** PROVIDED INFORMATION follows **
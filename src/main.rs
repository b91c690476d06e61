fn main() {
    if let Err(err) = snip_notes::entry() {
        eprintln!("{err}");
        std::process::exit(1);
    }
}
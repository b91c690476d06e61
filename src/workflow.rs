//! The extraction pipeline.
//!
//! One run per invocation: validate the selection, settle on a name, create
//! the note, optionally relocate it into the configured subfolder, then
//! rewrite the original selection into a link, an embed, or nothing. No
//! state survives between runs.
//!
//! Relocation goes through create-then-rename rather than creating in the
//! final folder directly: renaming a tracked note lets the store redirect
//! every reference to it, including the one this run is about to write.

use std::path::{Path, PathBuf};

use chrono::{DateTime, Local};

use crate::config::{AfterAction, ExtractConfig};
use crate::error::{ExtractError, StoreError};
use crate::host::{
    Editor, NamePrompt, Notifier, PromptOutcome, SuffixSource, Workspace,
};
use crate::naming;

/// Fresh-suffix attempts before a staging collision becomes fatal.
const STAGING_ATTEMPTS: usize = 5;

/// How an extraction run ended.
#[derive(Debug, Clone, PartialEq, Eq)]
pub enum ExtractOutcome {
    /// A note now exists at `path`. `warning` carries the relocation
    /// failure the run survived, if any.
    Extracted { path: PathBuf, warning: Option<String> },
    /// The user backed out of the naming prompt. Nothing was created and
    /// nothing was edited.
    Cancelled,
}

/// Runs extractions against a set of host collaborators.
pub struct Extractor<'a> {
    workspace: &'a mut dyn Workspace,
    editor: &'a mut dyn Editor,
    notifier: &'a dyn Notifier,
    suffixes: &'a mut dyn SuffixSource,
}

impl<'a> Extractor<'a> {
    pub fn new(
        workspace: &'a mut dyn Workspace,
        editor: &'a mut dyn Editor,
        notifier: &'a dyn Notifier,
        suffixes: &'a mut dyn SuffixSource,
    ) -> Self {
        Self { workspace, editor, notifier, suffixes }
    }

    /// Run one extraction against the wall clock.
    pub fn extract(
        &mut self,
        config: &ExtractConfig,
        prompt: Option<&mut dyn NamePrompt>,
    ) -> Result<ExtractOutcome, ExtractError> {
        self.extract_at(config, prompt, Local::now())
    }

    /// Run one extraction with the timestamp pinned. Every date token in
    /// the name format and the subfolder template expands from this single
    /// value.
    pub fn extract_at(
        &mut self,
        config: &ExtractConfig,
        prompt: Option<&mut dyn NamePrompt>,
        now: DateTime<Local>,
    ) -> Result<ExtractOutcome, ExtractError> {
        let content = self.editor.selected_text().trim().to_string();
        if content.is_empty() {
            return Err(ExtractError::EmptySelection);
        }
        let source =
            self.editor.active_note().ok_or(ExtractError::NoActiveNote)?;

        let default_name = naming::derive_name(&content, config, now);
        let name = match prompt {
            Some(prompt) => match self.resolve_name(prompt, &default_name) {
                Some(name) => name,
                None => return Ok(ExtractOutcome::Cancelled),
            },
            None => {
                let name = default_name.trim();
                if name.is_empty() {
                    return Err(ExtractError::EmptyNameSubmitted);
                }
                name.to_string()
            }
        };

        let source_dir =
            source.parent().map(Path::to_path_buf).unwrap_or_default();
        let (note_path, warning) = if config.use_subdir {
            let staged = self.create_staged(&name, &source_dir, &content)?;
            let subdir = source_dir
                .join(naming::expand_date_tokens(&config.subdir, now));
            match self.relocate(&staged, &subdir, &name) {
                Ok(path) => (path, None),
                Err(_) => {
                    let warning = format!(
                        "Couldn't move new file into {}.",
                        subdir.display()
                    );
                    self.notifier.warn(&warning);
                    (staged, Some(warning))
                }
            }
        } else {
            let path = source_dir.join(format!("{name}.md"));
            let created =
                self.workspace.create_note(&path, &content).map_err(
                    |source| ExtractError::CreationFailed { path, source },
                )?;
            (created, None)
        };

        let link = self.workspace.link_reference(&note_path, &source);
        let replacement = match config.text_after_extraction {
            AfterAction::Embed => format!("!{link}"),
            AfterAction::Link => link,
            AfterAction::None => String::new(),
        };
        self.editor.replace_selection(&replacement).map_err(|source| {
            ExtractError::LinkRewriteFailed {
                note_path: note_path.clone(),
                source,
            }
        })?;

        self.notifier
            .info(&format!("Extracted text to {}", note_path.display()));
        Ok(ExtractOutcome::Extracted { path: note_path, warning })
    }

    /// Prompt until a usable name arrives. `None` means the user cancelled.
    /// An empty submission draws a notice and a fresh prompt seeded with
    /// the same default.
    fn resolve_name(
        &self,
        prompt: &mut dyn NamePrompt,
        default_name: &str,
    ) -> Option<String> {
        loop {
            match prompt.ask(default_name) {
                PromptOutcome::Cancelled => return None,
                PromptOutcome::Submitted(name) => {
                    let name = name.trim();
                    if name.is_empty() {
                        self.notifier.info("Please provide a note name.");
                        continue;
                    }
                    return Some(name.to_string());
                }
            }
        }
    }

    /// Park the note in the source folder under a suffixed name so a
    /// not-yet-relocated sibling with the same derived name can't collide.
    fn create_staged(
        &mut self,
        name: &str,
        dir: &Path,
        content: &str,
    ) -> Result<PathBuf, ExtractError> {
        let mut attempts = STAGING_ATTEMPTS;
        loop {
            let suffix = self.suffixes.staging_suffix();
            let path = dir.join(format!("{name}-{suffix}.md"));
            attempts -= 1;
            match self.workspace.create_note(&path, content) {
                Ok(created) => return Ok(created),
                Err(StoreError::AlreadyExists(_)) if attempts > 0 => {}
                Err(source) => {
                    return Err(ExtractError::CreationFailed { path, source });
                }
            }
        }
    }

    fn relocate(
        &mut self,
        staged: &Path,
        subdir: &Path,
        name: &str,
    ) -> Result<PathBuf, StoreError> {
        self.workspace.create_folder(subdir)?;
        let target = subdir.join(format!("{name}.md"));
        self.workspace.rename_note(staged, &target)?;
        Ok(target)
    }
}
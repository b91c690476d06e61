//! Error types for the extraction workflow and the reference host.

use std::path::PathBuf;
use thiserror::Error;

/// Failures raised by host-side operations (note store, editor surface).
#[derive(Debug, Error)]
pub enum StoreError {
    /// The resolved path would land outside the vault root.
    #[error("path escapes the vault: {0}")]
    OutsideVault(String),

    /// Creation refused because the target already exists.
    #[error("a note already exists at {}", .0.display())]
    AlreadyExists(PathBuf),

    /// The referenced note is gone.
    #[error("no note at {}", .0.display())]
    NotFound(PathBuf),

    /// I/O error from the underlying filesystem.
    #[error("IO error: {0}")]
    Io(#[from] std::io::Error),
}

/// Result type for host-side operations.
pub type StoreResult<T> = Result<T, StoreError>;

/// Workflow failures. Every variant's message is shown to the user as a
/// notice; validation variants abort before any mutation.
#[derive(Debug, Error)]
pub enum ExtractError {
    /// The trimmed selection was empty.
    #[error("No text selected to extract.")]
    EmptySelection,

    /// The editor could not resolve a source note.
    #[error("Couldn't determine current file.")]
    NoActiveNote,

    /// A note name was required but was empty after trimming. Raised in
    /// use-default and explicit-name modes; the prompt re-asks instead.
    #[error("Please provide a note name.")]
    EmptyNameSubmitted,

    /// The new note could not be created. The source note was not touched.
    #[error("Couldn't create note at {}: {source}", path.display())]
    CreationFailed {
        path: PathBuf,
        #[source]
        source: StoreError,
    },

    /// The note was created but the original selection could not be
    /// replaced, leaving a valid orphan at `note_path`.
    #[error("Extracted text to {} but couldn't update the original note: {source}", note_path.display())]
    LinkRewriteFailed {
        note_path: PathBuf,
        #[source]
        source: StoreError,
    },
}

/// Settings load/save failures.
#[derive(Debug, Error)]
pub enum ConfigError {
    #[error("Failed to read settings file: {0}")]
    FileRead(#[from] std::io::Error),

    #[error("Failed to parse settings: {0}")]
    Parse(#[from] serde_json::Error),

    #[error("Invalid settings: {0}")]
    Validation(String),
}

/// Result type for settings operations.
pub type ConfigResult<T> = Result<T, ConfigError>;
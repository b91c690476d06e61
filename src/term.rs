//! Terminal implementations of the host surfaces.

use std::env;
use std::io;

use chrono::Local;
use yansi::Paint;

use crate::host::{NamePrompt, Notifier, PromptOutcome, SuffixSource};

// Notice colors, picked to read well on dark terminals.
const INFO_RGB: (u8, u8, u8) = (148, 226, 213);
const WARN_RGB: (u8, u8, u8) = (249, 226, 175);

/// Notices on stderr, colored unless NO_COLOR is set.
pub struct TermNotifier {
    use_color: bool,
}

impl TermNotifier {
    pub fn new(use_color: bool) -> Self {
        Self { use_color }
    }

    pub fn from_env() -> Self {
        Self::new(env::var("NO_COLOR").is_err())
    }
}

impl Notifier for TermNotifier {
    fn info(&self, message: &str) {
        if self.use_color {
            let (r, g, b) = INFO_RGB;
            eprintln!("{}", Paint::rgb(message, r, g, b));
        } else {
            eprintln!("{message}");
        }
    }

    fn warn(&self, message: &str) {
        if self.use_color {
            let (r, g, b) = WARN_RGB;
            eprintln!("{}", Paint::rgb(message, r, g, b).bold());
        } else {
            eprintln!("{message}");
        }
    }
}

/// Line-oriented naming prompt on stdin/stderr. An empty line accepts the
/// seeded default; end of input backs out.
pub struct TermPrompt;

impl NamePrompt for TermPrompt {
    fn ask(&mut self, default_name: &str) -> PromptOutcome {
        eprint!("Note name [{default_name}]: ");
        let mut line = String::new();
        match io::stdin().read_line(&mut line) {
            Ok(0) | Err(_) => return PromptOutcome::Cancelled,
            Ok(_) => {}
        }
        let name = line.trim();
        if name.is_empty() {
            PromptOutcome::Submitted(default_name.to_string())
        } else {
            PromptOutcome::Submitted(name.to_string())
        }
    }
}

/// Staging suffixes from the wall clock: base62-encoded local microseconds.
pub struct ClockSuffix;

impl SuffixSource for ClockSuffix {
    fn staging_suffix(&mut self) -> String {
        encode_base62(Local::now().timestamp_micros().max(0) as u64)
    }
}

fn encode_base62(num: u64) -> String {
    const ALPHABET: &[u8] =
        b"0123456789ABCDEFGHIJKLMNOPQRSTUVWXYZabcdefghijklmnopqrstuvwxyz";
    if num == 0 {
        return "0".to_string();
    }
    let base = ALPHABET.len() as u64;
    let mut n = num;
    let mut out = Vec::new();
    while n > 0 {
        out.push(ALPHABET[(n % base) as usize] as char);
        n /= base;
    }
    out.iter().rev().collect()
}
** End of PROVIDED INFORMATION **
ABOUT THIS EXERCISE:
The lines to write out run from the one with "while n > 0" through the end of the records. Give them exactly, and only them.

THE COMPLETED TASK:
    while n > 0 {
        out.push(ALPHABET[(n % base) as usize] as char);
        n /= base;
    }
    out.iter().rev().collect()
}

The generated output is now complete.